1Department of Zoology and Cell Biology, 2Department of Obstetrics and Gynaecology, University of Szeged, Szeged, Hungary

The enteric nervous system is large, complex and independent of the central nervous system. Its neuralcrest-derived precursors migrate along defined pathways to colonize the bowel. It has been established that signalling molecules produced by the developing neurons and the mesenchyma of the gut wall play a critical role in the development of the mammalian enteric nervous system. Recent studies have further characterized the roles of the different cellular and molecular elements that are critical for enteric ganglia formation. The application of modern neuroanatomical techniques revealed that the enteric nervous system contains a considerable number of neuronal subpopulations. Most of our knowledge concerning the functional features of the enteric neurons, e.g. chemical coding, neuronal connectivity and electrophysiological behaviour, was derived from studies of the guinea-pig small intestine.

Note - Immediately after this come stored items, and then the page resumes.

//! Translation between relay events and session state.
//!
//! Inbound, [`EventRouter::dispatch`] opens what needs opening and hands
//! the result to the store, the directories or the call coordinator.
//! Outbound, each `send_*` method updates local state and returns exactly
//! one [`ClientEvent`] for the caller to put on the channel.

use std::collections::BTreeMap;
use std::time::Instant;

use parley_crypto::{KeyVault, PublicKey};
use parley_protocol::codec::{encode_client_event, MAX_LINE_SIZE, PROTOCOL_VERSION};
use parley_protocol::messages::{ChatMessage, ClientEvent, FileTransfer, Reaction, RelayEvent};
use parley_protocol::types::{
    Envelope, GroupName, MediaKind, MessageId, PublicKeyBytes, ReactionSymbol, SealedBytes,
    SignalDescriptor, Timestamp, UserId,
};
use parley_protocol::ProtocolError;
use tracing::{debug, info, warn};

use crate::call::CallAction;
use crate::error::{SessionError, StateError};
use crate::events::SessionEvent;
use crate::peers::KeyUpdate;
use crate::state::SessionState;
use crate::store::{ConversationRef, Message, MessageBody};

/// What an inbound event produced.
#[derive(Debug, Default)]
pub struct Routed {
    pub events: Vec<SessionEvent>,
    pub actions: Vec<CallAction>,
}

#[derive(Debug, Clone)]
pub struct EventRouter {
    answer_media: MediaKind,
}

impl EventRouter {
    pub fn new(answer_media: MediaKind) -> Self {
        Self { answer_media }
    }

    /// Apply one inbound event. An `Err` means the event was discarded;
    /// state is unchanged and later events can still be dispatched.
    pub fn dispatch(
        &self,
        event: RelayEvent,
        state: &mut SessionState,
        vault: &KeyVault,
        now: Instant,
    ) -> Result<Routed, SessionError> {
        let mut routed = Routed::default();
        match event {
            RelayEvent::PeerKey { user, public_key } => {
                if user != state.local {
                    let key = PublicKey::from_bytes(&public_key.0)?;
                    learn_key(state, &user, key, &mut routed);
                }
            }
            RelayEvent::Message(msg) => self.on_message(msg, state, vault, &mut routed)?,
            RelayEvent::Reaction(reaction) => {
                if state.store.apply_reaction(&reaction) {
                    routed.events.push(SessionEvent::ReactionUpdated {
                        message_id: reaction.message_id,
                        reaction: reaction.reaction,
                        user: reaction.user,
                    });
                }
            }
            RelayEvent::Call { from, signal } => {
                routed.actions =
                    state
                        .calls
                        .on_remote_signal(&from, signal, self.answer_media, now)?;
            }
            RelayEvent::GroupCreated { name } => record_group(state, &name, &mut routed),
            RelayEvent::File(file) => self.on_file(file, state, vault, &mut routed)?,
            RelayEvent::Status { msg } => {
                info!(status = %msg, "relay status");
                routed.events.push(SessionEvent::Status(msg));
            }
        }
        Ok(routed)
    }

    fn on_message(
        &self,
        msg: ChatMessage,
        state: &mut SessionState,
        vault: &KeyVault,
        routed: &mut Routed,
    ) -> Result<(), SessionError> {
        if msg.sender == state.local {
            debug!(id = %msg.id, "own message echoed back");
            return Ok(());
        }
        let sender_key = PublicKey::from_bytes(&msg.sender_public_key.0)?;
        let sealed = own_entry(msg.content, &state.local, "content")?;
        let conversation = inbound_conversation(state, &msg.sender, msg.group.as_deref());

        let mut message = Message {
            id: msg.id,
            sender: msg.sender,
            conversation,
            body: MessageBody::Sealed(sealed),
            sender_public_key: sender_key,
            timestamp: msg.timestamp,
            expires_at: (msg.expiration_time != 0).then_some(msg.expiration_time),
            reactions: BTreeMap::new(),
        };
        if let Err(e) = message.open(vault) {
            warn!(from = %message.sender, id = %message.id, "failed to decrypt message: {e}");
            routed.events.push(SessionEvent::DecryptionFailed {
                from: message.sender,
                id: message.id,
            });
            return Ok(());
        }
        learn_key(state, &message.sender, sender_key, routed);
        record_conversation(state, &message.conversation, routed);

        let event = SessionEvent::MessageReceived {
            conversation: message.conversation.clone(),
            id: message.id.clone(),
            sender: message.sender.clone(),
        };
        if state.store.append(message) {
            routed.events.push(event);
        }
        Ok(())
    }

    fn on_file(
        &self,
        file: FileTransfer,
        state: &mut SessionState,
        vault: &KeyVault,
        routed: &mut Routed,
    ) -> Result<(), SessionError> {
        if file.sender == state.local {
            return Ok(());
        }
        let sender_key = PublicKey::from_bytes(&file.sender_public_key.0)?;
        let sealed = own_entry(file.data, &state.local, "data")?;
        let conversation = inbound_conversation(state, &file.sender, file.group.as_deref());

        match vault.open(&sealed, &sender_key) {
            Ok(data) => {
                learn_key(state, &file.sender, sender_key, routed);
                record_conversation(state, &conversation, routed);
                info!(from = %file.sender, name = %file.name, bytes = data.len(), "file received");
                routed.events.push(SessionEvent::FileReceived {
                    conversation,
                    id: file.id,
                    sender: file.sender,
                    name: file.name,
                    data,
                });
            }
            Err(e) => {
                warn!(from = %file.sender, id = %file.id, "failed to decrypt file: {e}");
                routed.events.push(SessionEvent::DecryptionFailed {
                    from: file.sender,
                    id: file.id,
                });
            }
        }
        Ok(())
    }

    /// First event on a new connection.
    pub fn hello(&self, state: &SessionState, vault: &KeyVault) -> ClientEvent {
        ClientEvent::Hello {
            user: state.local.clone(),
            public_key: PublicKeyBytes(vault.public_key().to_vec()),
            protocol_version: PROTOCOL_VERSION,
        }
    }

    /// Seal `text` for every recipient of `to` and keep a plaintext copy.
    pub fn send_message(
        &self,
        state: &mut SessionState,
        vault: &KeyVault,
        to: ConversationRef,
        text: &str,
        expires_at: Option<Timestamp>,
        now_ms: Timestamp,
    ) -> Result<(ClientEvent, MessageId), SessionError> {
        let to = outbound_conversation(state, to)?;
        let content = seal_for(state, vault, &to, text.as_bytes())?;
        let id = new_id();
        let (direct, group) = split(&to);

        let event = ClientEvent::Message(ChatMessage {
            id: id.clone(),
            sender: state.local.clone(),
            to: direct,
            group,
            content,
            timestamp: now_ms,
            expiration_time: expires_at.unwrap_or(0),
            sender_public_key: PublicKeyBytes(vault.public_key().to_vec()),
        });
        check_line_size(&event)?;

        state.store.append(Message {
            id: id.clone(),
            sender: state.local.clone(),
            conversation: to,
            body: MessageBody::Plaintext(text.to_string()),
            sender_public_key: vault.public_key(),
            timestamp: now_ms,
            expires_at,
            reactions: BTreeMap::new(),
        });
        Ok((event, id))
    }

    /// React to a message. Applied locally right away; the relay does not
    /// echo reactions back to their author.
    pub fn send_reaction(
        &self,
        state: &mut SessionState,
        message_id: &str,
        reaction: ReactionSymbol,
    ) -> ClientEvent {
        let event = Reaction {
            message_id: message_id.to_string(),
            reaction,
            user: state.local.clone(),
        };
        state.store.apply_reaction(&event);
        ClientEvent::Reaction(event)
    }

    pub fn send_file(
        &self,
        state: &SessionState,
        vault: &KeyVault,
        to: ConversationRef,
        name: &str,
        data: &[u8],
    ) -> Result<(ClientEvent, MessageId), SessionError> {
        let to = outbound_conversation(state, to)?;
        let sealed = seal_for(state, vault, &to, data)?;
        let id = new_id();
        let (direct, group) = split(&to);
        let event = ClientEvent::File(FileTransfer {
            id: id.clone(),
            sender: state.local.clone(),
            to: direct,
            group,
            name: name.to_string(),
            data: sealed,
            sender_public_key: PublicKeyBytes(vault.public_key().to_vec()),
        });
        check_line_size(&event)?;
        Ok((event, id))
    }

    pub fn send_signal(&self, to: UserId, signal: SignalDescriptor) -> ClientEvent {
        ClientEvent::Call { to, signal }
    }

    pub fn create_group(
        &self,
        state: &mut SessionState,
        name: &str,
    ) -> Result<(ClientEvent, GroupName), SessionError> {
        let name = state.groups.create(name)?;
        Ok((ClientEvent::CreateGroup { name: name.clone() }, name))
    }

    pub fn join_group(
        &self,
        state: &mut SessionState,
        name: &str,
    ) -> Result<(ClientEvent, GroupName), SessionError> {
        let name = state.groups.join(name)?;
        Ok((ClientEvent::JoinGroup { name: name.clone() }, name))
    }
}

In light of the interspecies differences, comparison of the findings on different species is mandatory. Consequently, the investigation of human fetal material is necessary in order to estab-lish the basic rules of the development of the human enteric nervous system and to find the time relation between the morphological and functional maturation, thereby permitting an understanding of the causes of congenital malformation leading to misfunction of the gastrointestinal system.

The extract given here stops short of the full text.